Complicity is to look around and say, “Eh, this seems fine.” The Rev. William Barber posted on Twitter with a reminder of Martin Luther King Jr’s words following the Birmingham church bombing in 1963 (55 years ago) which killed four little girls: "We must be concerned not merely about who murdered them, but about the system, the way of life, the philosophy which produced the murderer." It is not incidental that in his attack on Jews in synagogue, the Pittsburgh killer was also attacking tikkun olam – Jews repairing the world by helping refugees.
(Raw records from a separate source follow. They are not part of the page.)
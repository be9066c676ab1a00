//! # Note Model
//!
//! This module defines the index-addressed note records that the parser
//! annotates while building a line's dependency structure.
//!
//! ## Type Hierarchy
//! ```text
//! Note
//!   ├── index: usize (position in line, the stable key for all cross-refs)
//!   ├── csd: Csd (continuous scale degree + melodic direction)
//!   ├── pitch: i32 (semitones above the line's reference; supplies quality)
//!   ├── tie: TieRole (None | Start | Continue | Stop)
//!   ├── measure / beat / offset (numeric position, used by preferences)
//!   ├── dependency: Dependency (lefthead, righthead, dependents)
//!   ├── rule: RuleSlot (name + structural level)
//!   └── parenthesis: bool (unsupported/independent insertion marker)
//! ```
//!
//! ## Key Concepts
//!
//! ### Continuous scale degree (csd)
//! A diatonic scale-degree measure that is continuous across octaves:
//! value 0 is the reference tonic, 7 the tonic an octave up, -1 the leading
//! tone below. Degree-class tests use `value mod 7` (Euclidean, so negative
//! values land in 0..7). The `direction` flag records whether the note was
//! approached as part of an ascending, descending, or direction-neutral
//! motion; neighbor classification consults it.
//!
//! ### Dependency fields
//! `lefthead`/`righthead` always name notes that are themselves members of
//! an arc containing this note as interior or terminal. The arc algebra in
//! `arc` is the only writer; every arc insertion/removal keeps these fields
//! consistent.
//!
//! ## Related Modules
//! - `arc` - Writes the dependency fields
//! - `scanner` - Reads csd/pitch through the `interval` predicates
//! - `levels` - Writes `rule.level`

use serde::Deserialize;

/// Melodic direction attached to a continuous scale degree.
#[derive(Debug, Clone, Copy, PartialEq, Eq, Default, Deserialize)]
#[serde(rename_all = "lowercase")]
pub enum Direction {
    Ascending,
    Descending,
    #[default]
    Bidirectional,
}

/// Continuous scale degree: value 0 = reference tonic, continuous across
/// octaves (7 = tonic an octave higher, -1 = leading tone below).
#[derive(Debug, Clone, Copy, PartialEq, Eq)]
pub struct Csd {
    pub value: i32,
    pub direction: Direction,
}

impl Csd {
    pub fn new(value: i32, direction: Direction) -> Self {
        Self { value, direction }
    }

    /// Degree class in 0..7; membership tests always use this.
    pub fn degree(&self) -> i32 {
        self.value.rem_euclid(7)
    }

    /// Display label "1".."7", with octave ticks for values outside 0..7
    /// (e.g. value 7 in a major line is "8" conventionally written "1'").
    pub fn label(&self) -> String {
        let class = self.degree() + 1;
        let octaves = (self.value - self.degree()) / 7;
        match octaves {
            0 => format!("{}", class),
            n if n > 0 => format!("{}{}", class, "'".repeat(n as usize)),
            n => format!("{}{}", class, ",".repeat((-n) as usize)),
        }
    }
}

/// Role of a note within a tie group. Only `None` and `Start` notes take
/// part in syntactic scanning; `Continue`/`Stop` notes inherit their tie
/// head's level for display.
#[derive(Debug, Clone, Copy, PartialEq, Eq, Default, Deserialize)]
#[serde(rename_all = "lowercase")]
pub enum TieRole {
    #[default]
    None,
    Start,
    Continue,
    Stop,
}

/// Mutable dependency annotations written by the arc algebra.
#[derive(Debug, Clone, Default, PartialEq, Eq)]
pub struct Dependency {
    pub lefthead: Option<usize>,
    pub righthead: Option<usize>,
    pub dependents: Vec<usize>,
}

/// Syntactic role labels assigned during rule assignment.
///
/// S labels mark basic-structure notes, E labels triad-member elaborations,
/// L labels non-triad (local) elaborations. `L0` marks an unresolved local
/// insertion tolerated only in third/fifth species.
#[derive(Debug, Clone, Copy, PartialEq, Eq, Hash)]
pub enum RuleName {
    S1,
    S2,
    S3,
    E1,
    E2,
    E3,
    E4,
    L0,
    L1,
    L2,
    L3,
}

impl RuleName {
    pub fn as_str(&self) -> &'static str {
        match self {
            RuleName::S1 => "S1",
            RuleName::S2 => "S2",
            RuleName::S3 => "S3",
            RuleName::E1 => "E1",
            RuleName::E2 => "E2",
            RuleName::E3 => "E3",
            RuleName::E4 => "E4",
            RuleName::L0 => "L0",
            RuleName::L1 => "L1",
            RuleName::L2 => "L2",
            RuleName::L3 => "L3",
        }
    }
}

/// Rule label and structural depth (level 0 = most fundamental).
#[derive(Debug, Clone, Copy, Default, PartialEq, Eq)]
pub struct RuleSlot {
    pub name: Option<RuleName>,
    pub level: Option<usize>,
}

/// One note of the line. Immutable pitch/timing facts plus the two mutable
/// annotation blocks the parser writes.
#[derive(Debug, Clone, PartialEq)]
pub struct Note {
    pub index: usize,
    pub csd: Csd,
    pub pitch: i32,
    pub tie: TieRole,
    pub measure: usize,
    pub beat: f64,
    pub offset: f64,
    pub dependency: Dependency,
    pub rule: RuleSlot,
    pub parenthesis: bool,
}

impl Note {
    pub fn new(index: usize, csd: Csd, pitch: i32, measure: usize, beat: f64, offset: f64) -> Self {
        Self {
            index,
            csd,
            pitch,
            tie: TieRole::None,
            measure,
            beat,
            offset,
            dependency: Dependency::default(),
            rule: RuleSlot::default(),
            parenthesis: false,
        }
    }

    /// True for notes that take part in syntactic scanning (tie followers
    /// are display-only).
    pub fn is_scanned(&self) -> bool {
        matches!(self.tie, TieRole::None | TieRole::Start)
    }
}

#[cfg(test)]
mod tests {
    use super::*;

    #[test]
    fn test_degree_class_wraps_octaves() {
        assert_eq!(Csd::new(0, Direction::Bidirectional).degree(), 0);
        assert_eq!(Csd::new(7, Direction::Bidirectional).degree(), 0);
        assert_eq!(Csd::new(9, Direction::Bidirectional).degree(), 2);
        assert_eq!(Csd::new(-1, Direction::Bidirectional).degree(), 6);
    }

    #[test]
    fn test_labels() {
        assert_eq!(Csd::new(4, Direction::Bidirectional).label(), "5");
        assert_eq!(Csd::new(7, Direction::Bidirectional).label(), "1'");
        assert_eq!(Csd::new(-1, Direction::Bidirectional).label(), "7,");
    }

    #[test]
    fn test_tie_followers_not_scanned() {
        let mut n = Note::new(0, Csd::new(0, Direction::Bidirectional), 0, 1, 1.0, 0.0);
        assert!(n.is_scanned());
        n.tie = TieRole::Continue;
        assert!(!n.is_scanned());
    }
}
It is all connected.
Back to Reboot (@RebootJewish on instagram, to belabor a point!) The central question of Reboot is, as Jews, what are we inheriting, and what do we plan to do with it? I love what I am inheriting as a Jew – my traditions, my stories, my history, my prayers, my jokes about such small portions. And what I am also inheriting is an existence that comes with a legacy of persecution, and the dangers of persecution now and in the future. So I will speak up loudly against all persecution. (Cue Martin Niemöller, who may seem familiar from a sudden spate of instagrams, reminding us that speaking up against injustice can go both ways.) Anyone who thinks they can pick and choose between atrocities that matter is dead wrong, and morally wrong. (This is not a debate. Do not debate this point. Especially not on Facebook. Oy. Just no.) There's room for everyone on the right side of history.
So I will speak up. And I will tag defiantly. And I will say "oy" now and forever. And I will ask myself, about everything: What am I inheriting? And what do I plan to do with it?
And then I will speak my answer. Loudly.